Escritor, jornalista e finalista do Concurso de Dramaturgia da TV Record, Patrick Selvatti voltou à ficção. Em “Ainda Sou Mar”, romance digital lançado pela Amazon, o autor deixa para trás a adolescência prolongada que marcou parte de sua obra e avança para um terreno mais áspero: o de um homem que já foi desejado, já foi referência e agora precisa lidar com o fim do próprio protagonismo.
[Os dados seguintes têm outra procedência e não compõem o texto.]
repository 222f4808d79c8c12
#[cfg(test)]
mod config_tests {
    mod configuration_tests {
        use crate::config::enums::configuration_error::ConfigurationError;
        use crate::config::structs::configuration::Configuration;
        use crate::ssl::enums::client_verification::ClientVerification;
        use crate::ssl::enums::issuer_preference::IssuerPreference;
        use crate::ssl::enums::tls_version::TlsVersion;
        use crate::ssl::structs::security_baseline::SecurityBaseline;

        #[test]
        fn test_init_is_valid() {
            let config = Configuration::init();
            assert_eq!(config.log_level, "info");
            assert_eq!(config.contexts.len(), 1);
            assert!(config.contexts[0].is_default);
            assert_eq!(config.contexts[0].certificates.len(), 1);
            assert!(config.validate().is_ok());
        }

        #[test]
        fn test_init_toml_round_trip() {
            let config = Configuration::init();
            let data = config.to_toml().unwrap();
            let parsed = Configuration::load(data.as_bytes()).unwrap();
            assert_eq!(parsed.contexts.len(), 1);
            let context = &parsed.contexts[0];
            assert_eq!(context.domains, vec!["example.com".to_string(), "*.example.com".to_string()]);
            assert_eq!(context.certificates.as_slice(), config.contexts[0].certificates.as_slice());
            assert_eq!(context.next_protocols, config.contexts[0].next_protocols);
            assert_eq!(context.client_verification, ClientVerification::none);
        }

        #[test]
        fn test_minimal_context_takes_defaults() {
            let data = br#"
log_level = "debug"

[[contexts]]
domains = ["example.org"]
"#;
            let config = Configuration::load(data).unwrap();
            let context = &config.contexts[0];
            let baseline = SecurityBaseline::process();
            assert_eq!(context.ssl_ciphers, baseline.ciphers());
            assert_eq!(context.ssl_ciphersuites, baseline.ciphersuites());
            assert_eq!(context.sig_algs, baseline.sigalgs());
            assert_eq!(context.ssl_version, TlsVersion::Tls12);
            assert_eq!(context.ecc_curve_name, "prime256v1");
            assert!(context.offload_disabled);
            assert_eq!(context.key_offload.service_id, "default");
            assert_eq!(context.issuer_preference, IssuerPreference::public_ca);
            assert!(context.certificates.is_empty());
        }

        #[test]
        fn test_full_context_parsing() {
            let data = br#"
log_level = "info"

[[contexts]]
domains = ["api.example.com", "*.api.example.com"]
ssl_version = "TLSv1.3"
is_default = true
client_ca_file = "/etc/ssl/ca.pem"
client_ca_files = ["/etc/ssl/ca2.pem", "/etc/ssl/ca3.pem"]
client_verification = "if_presented"
offload_disabled = false
issuer_preference = "public_to_prod_ca"
prefer_prod_ca_issued_cert = true
session_context = "api"
ssl_ciphers = "ECDHE-ECDSA-AES128-GCM-SHA256"

[[contexts.certificates]]
cert_locator = "/etc/ssl/api.pem"
key_locator = "/etc/ssl/api.key"
password_locator = "/etc/ssl/api.pass"

[[contexts.certificates]]
cert_locator = "/etc/ssl/api-ec.pem"
key_locator = "/etc/ssl/api-ec.key"

[[contexts.delegated_credentials]]
combined_cert_locator = "/etc/ssl/api-dc.pem"

[[contexts.next_protocols]]
weight = 1
protocols = ["h2", "http/1.1"]

[contexts.key_offload]
offload_key_types = ["rsa"]
service_id = "signer"
"#;
            let config = Configuration::load(data).unwrap();
            let context = &config.contexts[0];
            assert_eq!(context.ssl_version, TlsVersion::Tls13);
            assert_eq!(context.certificates.len(), 2);
            assert!(context.certificates.first().unwrap().has_password());
            assert_eq!(context.certificates.last().unwrap().cert_locator(), "/etc/ssl/api-ec.pem");
            assert_eq!(context.delegated_credentials.first().unwrap().combined_cert_locator(), "/etc/ssl/api-dc.pem");
            assert!(context.next_protocols_enabled());
            assert_eq!(context.client_ca_files_all(), vec!["/etc/ssl/ca.pem", "/etc/ssl/ca2.pem", "/etc/ssl/ca3.pem"]);
            assert_eq!(context.client_verification, ClientVerification::if_presented);
            assert_eq!(context.key_offload_decision("rsa").service_id(), Some("signer"));
            assert!(!context.key_offload.cert_offload_enabled);
            assert_eq!(context.session_context_or("vip"), "api");
            assert!(context.prefer_prod_ca_issued_cert);
            assert_eq!(context.ssl_ciphers, "ECDHE-ECDSA-AES128-GCM-SHA256");
            assert!(config.validate().is_ok());
        }

        #[test]
        fn test_unknown_log_level_rejected() {
            let mut config = Configuration::init();
            config.log_level = String::from("verbose");
            assert!(matches!(config.validate(), Err(ConfigurationError::ValidationError(_))));
        }

        #[test]
        fn test_invalid_context_rejected() {
            let mut config = Configuration::init();
            config.contexts[0].domains.push(String::from("not a domain"));
            config.contexts[0].ssl_ciphers.clear();
            match config.validate() {
                Err(ConfigurationError::ValidationError(message)) => {
                    assert!(message.contains("context #0 (example.com)"));
                    assert!(message.contains("not a domain"));
                    assert!(message.contains("and 1 more"));
                }
                other => panic!("expected a validation error, got {:?}", other),
            }
        }

        #[test]
        fn test_verification_without_trust_files_is_accepted() {
            let mut config = Configuration::init();
            config.contexts[0].client_verification = ClientVerification::always;
            assert!(config.validate().is_ok());
        }

        #[test]
        fn test_ssl_version_any_case() {
            let data = br#"
log_level = "info"

[[contexts]]
domains = ["a.example.com"]
ssl_version = "tlsv1.3"

[[contexts]]
domains = ["b.example.com"]
ssl_version = "TLS1.2"
"#;
            let config = Configuration::load(data).unwrap();
            assert_eq!(config.contexts[0].ssl_version, TlsVersion::Tls13);
            assert_eq!(config.contexts[1].ssl_version, TlsVersion::Tls12);
            assert!(config.to_toml().unwrap().contains("ssl_version = \"TLSv1.3\""));
        }

        #[test]
        fn test_unknown_ssl_version_rejected() {
            let data = br#"
log_level = "info"

[[contexts]]
ssl_version = "SSLv3"
"#;
            assert!(Configuration::load(data).is_err());
        }

        #[test]
        fn test_empty_locators_are_accepted() {
            let mut config = Configuration::init();
            config.contexts[0].add_delegated_credential("");
            config.contexts[0].add_certificate("", "", "");
            assert!(config.validate().is_ok());
        }

        #[test]
        fn test_parse_error() {
            let result = Configuration::load(b"log_level = ");
            assert!(result.is_err());
        }

        #[test]
        fn test_configuration_error_display() {
            let error = ConfigurationError::ValidationError(String::from("context #0"));
            assert_eq!(format!("{}", error), "validation failed: context #0");
            let error = ConfigurationError::IOError(std::io::Error::new(std::io::ErrorKind::NotFound, "missing"));
            assert_eq!(format!("{}", error), "missing");
        }
    }
}
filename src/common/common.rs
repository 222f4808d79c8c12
use fern::colors::{Color, ColoredLevelConfig};
use log::info;
use crate::common::structs::custom_error::CustomError;
use crate::config::structs::configuration::Configuration;

pub fn parse_log_level(level: &str) -> Option<log::LevelFilter> {
    match level {
        "off" => Some(log::LevelFilter::Off),
        "trace" => Some(log::LevelFilter::Trace),
        "debug" => Some(log::LevelFilter::Debug),
        "info" => Some(log::LevelFilter::Info),
        "warn" => Some(log::LevelFilter::Warn),
        "error" => Some(log::LevelFilter::Error),
        _ => None
    }
}

pub fn setup_logging(config: &Configuration) -> Result<(), CustomError>
{
    let level = match parse_log_level(config.log_level.as_str()) {
        Some(level) => level,
        None => {
            return Err(CustomError::new(&format!("Unknown log level encountered: '{}'", config.log_level.as_str())));
        }
    };

    let colors = ColoredLevelConfig::new()
        .trace(Color::Cyan)
        .debug(Color::Magenta)
        .info(Color::Green)
        .warn(Color::Yellow)
        .error(Color::Red);

    if let Err(err) = fern::Dispatch::new()
        .format(move |out, message, record| {
            out.finish(format_args!(
                "{} [{:width$}][{}] {}",
                chrono::Local::now().format("%Y-%m-%d %H:%M:%S%.9f"),
                colors.color(record.level()),
                record.target(),
                message,
                width = 5
            ))
        })
        .level(level)
        .chain(std::io::stdout())
        .apply()
    {
        return Err(CustomError::new(&format!("Failed to initialize logging: {}", err)));
    }
    info!("logging initialized.");
    Ok(())
}
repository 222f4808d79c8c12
#[cfg(test)]
mod common_tests {
    use crate::common::common::parse_log_level;
    use crate::common::structs::custom_error::CustomError;

    #[test]
    fn test_parse_log_level() {
        assert_eq!(parse_log_level("off"), Some(log::LevelFilter::Off));
        assert_eq!(parse_log_level("trace"), Some(log::LevelFilter::Trace));
        assert_eq!(parse_log_level("debug"), Some(log::LevelFilter::Debug));
        assert_eq!(parse_log_level("info"), Some(log::LevelFilter::Info));
        assert_eq!(parse_log_level("warn"), Some(log::LevelFilter::Warn));
        assert_eq!(parse_log_level("error"), Some(log::LevelFilter::Error));
        assert_eq!(parse_log_level("verbose"), None);
        assert_eq!(parse_log_level("INFO"), None);
    }

    #[test]
    fn test_custom_error_display() {
        let error = CustomError::new("could not create config.toml file");
        assert_eq!(format!("{}", error), "could not create config.toml file");
        assert_eq!(error.message(), "could not create config.toml file");
    }
}
//! TLS context configuration module.
//!
//! Describes, per virtual host, the material and policy a TLS terminating
//! server needs to build one TLS context: certificates (from files or
//! in-memory buffers), delegated credentials, cipher and signature
//! algorithm policy, ALPN/NPN advertisement, client certificate
//! verification, and the remote key-offload policy.
//!
//! # Lifecycle
//!
//! A `TlsContextConfig` is populated once while configuration is loaded
//! (or reloaded) and handed read-only to the context factory, the SNI
//! dispatcher and the key-offload client afterwards.
//!
//! # Defaults
//!
//! Cipher, TLS 1.3 ciphersuite and signature algorithm strings default to
//! a `SecurityBaseline` computed once per process and shared by every
//! configuration that does not override them.
//!
//! # Example
//!
//! ```rust
//! use tls_context_config::ssl::structs::tls_context_config::TlsContextConfig;
//!
//! let mut context = TlsContextConfig::default();
//! context.set_certificate("/etc/ssl/example.pem", "/etc/ssl/example.key", "");
//! context.add_certificate("/etc/ssl/example-ec.pem", "/etc/ssl/example-ec.key", "");
//! context.set_next_protocols(["h2", "http/1.1"]);
//! context.domains.push("example.com".to_string());
//! assert_eq!(context.certificates.len(), 2);
//! ```

/// TLS context enumerations.
pub mod enums;

/// Implementation blocks for TLS context types.
pub mod impls;

/// Shared constants and the process-wide baseline.
#[allow(clippy::module_inception)]
pub mod ssl;

/// TLS context data structures.
pub mod structs;

/// Certificate setter strategy trait.
pub mod traits;
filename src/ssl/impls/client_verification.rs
use crate::ssl::enums::client_verification::ClientVerification;
use std::fmt;

impl ClientVerification {
    /// Handshakes without a valid client certificate are rejected.
    pub fn requires_certificate(&self) -> bool {
        matches!(self, ClientVerification::always)
    }

    /// A client certificate is asked for during the handshake.
    pub fn requests_certificate(&self) -> bool {
        !matches!(self, ClientVerification::none)
    }
}

impl fmt::Display for ClientVerification {
    fn fmt(&self, f: &mut fmt::Formatter<'_>) -> fmt::Result {
        match self {
            ClientVerification::always => write!(f, "always"),
            ClientVerification::if_presented => write!(f, "if_presented"),
            ClientVerification::none => write!(f, "none"),
        }
    }
}
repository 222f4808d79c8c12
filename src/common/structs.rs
//! Common data structures.

/// Free-form error used by the binary and the configuration loader.
pub mod custom_error;
#[derive(Debug, Clone, PartialEq, Eq)]
pub struct CustomError {
    pub(crate) message: String,
}
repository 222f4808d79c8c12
use crate::ssl::structs::replace_certificates::ReplaceCertificates;
use crate::ssl::structs::security_baseline::SecurityBaseline;
use crate::ssl::traits::certificate_setter::CertificateSetter;
use once_cell::sync::Lazy;
use regex::Regex;
use std::sync::Arc;

/// TLS 1.2 and below cipher list, strongest first.
pub const SERVER_CIPHERS: &[&str] = &[
    "ECDHE-ECDSA-AES128-GCM-SHA256",
    "ECDHE-ECDSA-AES256-GCM-SHA384",
    "ECDHE-ECDSA-AES128-SHA",
    "ECDHE-ECDSA-AES256-SHA",
    "ECDHE-RSA-AES128-GCM-SHA256",
    "ECDHE-RSA-AES256-GCM-SHA384",
    "ECDHE-RSA-AES128-SHA",
    "ECDHE-RSA-AES256-SHA",
    "AES128-GCM-SHA256",
    "AES256-GCM-SHA384",
    "AES128-SHA",
    "AES256-SHA",
];

/// TLS 1.3 ciphersuites.
pub const SERVER_CIPHERSUITES: &[&str] = &[
    "TLS_AES_128_GCM_SHA256",
    "TLS_AES_256_GCM_SHA384",
    "TLS_CHACHA20_POLY1305_SHA256",
];

pub const SERVER_SIGALGS: &[&str] = &[
    "RSA+SHA512",
    "ECDSA+SHA512",
    "RSA+SHA384",
    "ECDSA+SHA384",
    "RSA+SHA256",
    "ECDSA+SHA256",
    "RSA-PSS+SHA512",
    "RSA-PSS+SHA384",
    "RSA-PSS+SHA256",
];

pub const DEFAULT_ECC_CURVE_NAME: &str = "prime256v1";

pub const DEFAULT_OFFLOAD_SERVICE_ID: &str = "default";

pub static PROCESS_BASELINE: Lazy<Arc<SecurityBaseline>> = Lazy::new(|| {
    let baseline = SecurityBaseline::canonical();
    log::debug!(
        "[TLS CONTEXT] Computed process security baseline ({} ciphers, {} ciphersuites, {} sigalgs)",
        SERVER_CIPHERS.len(),
        SERVER_CIPHERSUITES.len(),
        SERVER_SIGALGS.len()
    );
    Arc::new(baseline)
});

static DOMAIN_REGEX: Lazy<Regex> = Lazy::new(|| {
    Regex::new(r"^(?i)(\*\.)?([a-z0-9]([a-z0-9-]{0,61}[a-z0-9])?\.)*[a-z0-9]([a-z0-9-]{0,61}[a-z0-9])?$")
        .expect("domain pattern is a valid regex")
});

pub fn join_names(names: &[&str]) -> String {
    names.join(":")
}

/// Accepts DNS names with an optional leading `*.` wildcard label.
pub fn is_valid_domain(domain: &str) -> bool {
    domain.len() <= 253 && DOMAIN_REGEX.is_match(domain)
}

pub fn default_certificate_setter() -> Arc<dyn CertificateSetter> {
    Arc::new(ReplaceCertificates)
}
//! Implementation blocks for common types.

pub mod custom_error;
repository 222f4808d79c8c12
//! Implementation blocks for configuration loading, saving and validation.

pub mod configuration;
pub mod configuration_error;
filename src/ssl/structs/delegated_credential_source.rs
use serde::{Deserialize, Serialize};

/// A combined PEM holding a delegated credential next to its certificate.
///
/// The private key in the file is the delegated credential's key, not the
/// leaf certificate's.
#[derive(Serialize, Deserialize, Debug, Clone, PartialEq, Eq, Hash)]
pub struct DelegatedCredentialSource {
    pub(crate) combined_cert_locator: String,
}
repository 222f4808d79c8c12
//! Configuration enumerations.

/// Errors raised while loading, saving or validating the configuration file.
pub mod configuration_error;
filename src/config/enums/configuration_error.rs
#[derive(Debug)]
pub enum ConfigurationError {
    IOError(std::io::Error),
    ParseError(toml::de::Error),
    SerializeError(toml::ser::Error),
    ValidationError(String),
}
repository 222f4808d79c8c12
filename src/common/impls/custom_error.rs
use std::error::Error;
use std::fmt;
use std::fmt::Formatter;
use crate::common::structs::custom_error::CustomError;

impl CustomError {
    pub fn new(msg: &str) -> CustomError {
        CustomError { message: msg.to_string() }
    }

    pub fn message(&self) -> &str {
        &self.message
    }
}

impl fmt::Display for CustomError {
    fn fmt(&self, f: &mut Formatter) -> fmt::Result {
        write!(f, "{}", self.message)
    }
}

impl Error for CustomError {}
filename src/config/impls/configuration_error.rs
use crate::config::enums::configuration_error::ConfigurationError;

impl std::fmt::Display for ConfigurationError {
    fn fmt(&self, f: &mut std::fmt::Formatter) -> std::fmt::Result {
        match self {
            ConfigurationError::IOError(e) => e.fmt(f),
            ConfigurationError::ParseError(e) => e.fmt(f),
            ConfigurationError::SerializeError(e) => e.fmt(f),
            ConfigurationError::ValidationError(e) => write!(f, "validation failed: {}", e)
        }
    }
}

impl std::error::Error for ConfigurationError {}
Marlon Petit tenta entender onde ainda cabe. Ex-modelo internacional, ele circula pelo Rio de Janeiro entre praias, sessões de terapia improvisadas e encontros sexuais que já não prometem permanência. Selvatti constrói esse mosaico sem suavizar o universo gay masculino nem transformar seus personagens em exemplos edificantes. O sexo aparece com crueza, mas nunca como ornamento ou provocação vazia. Nesta entrevista exclusiva ao portal Resenhando.com, o autor fala sobre envelhecimento, desejo, racismo, apagamento profissional e o desconforto de seguir em movimento enquanto o mundo insiste em não esperar ninguém.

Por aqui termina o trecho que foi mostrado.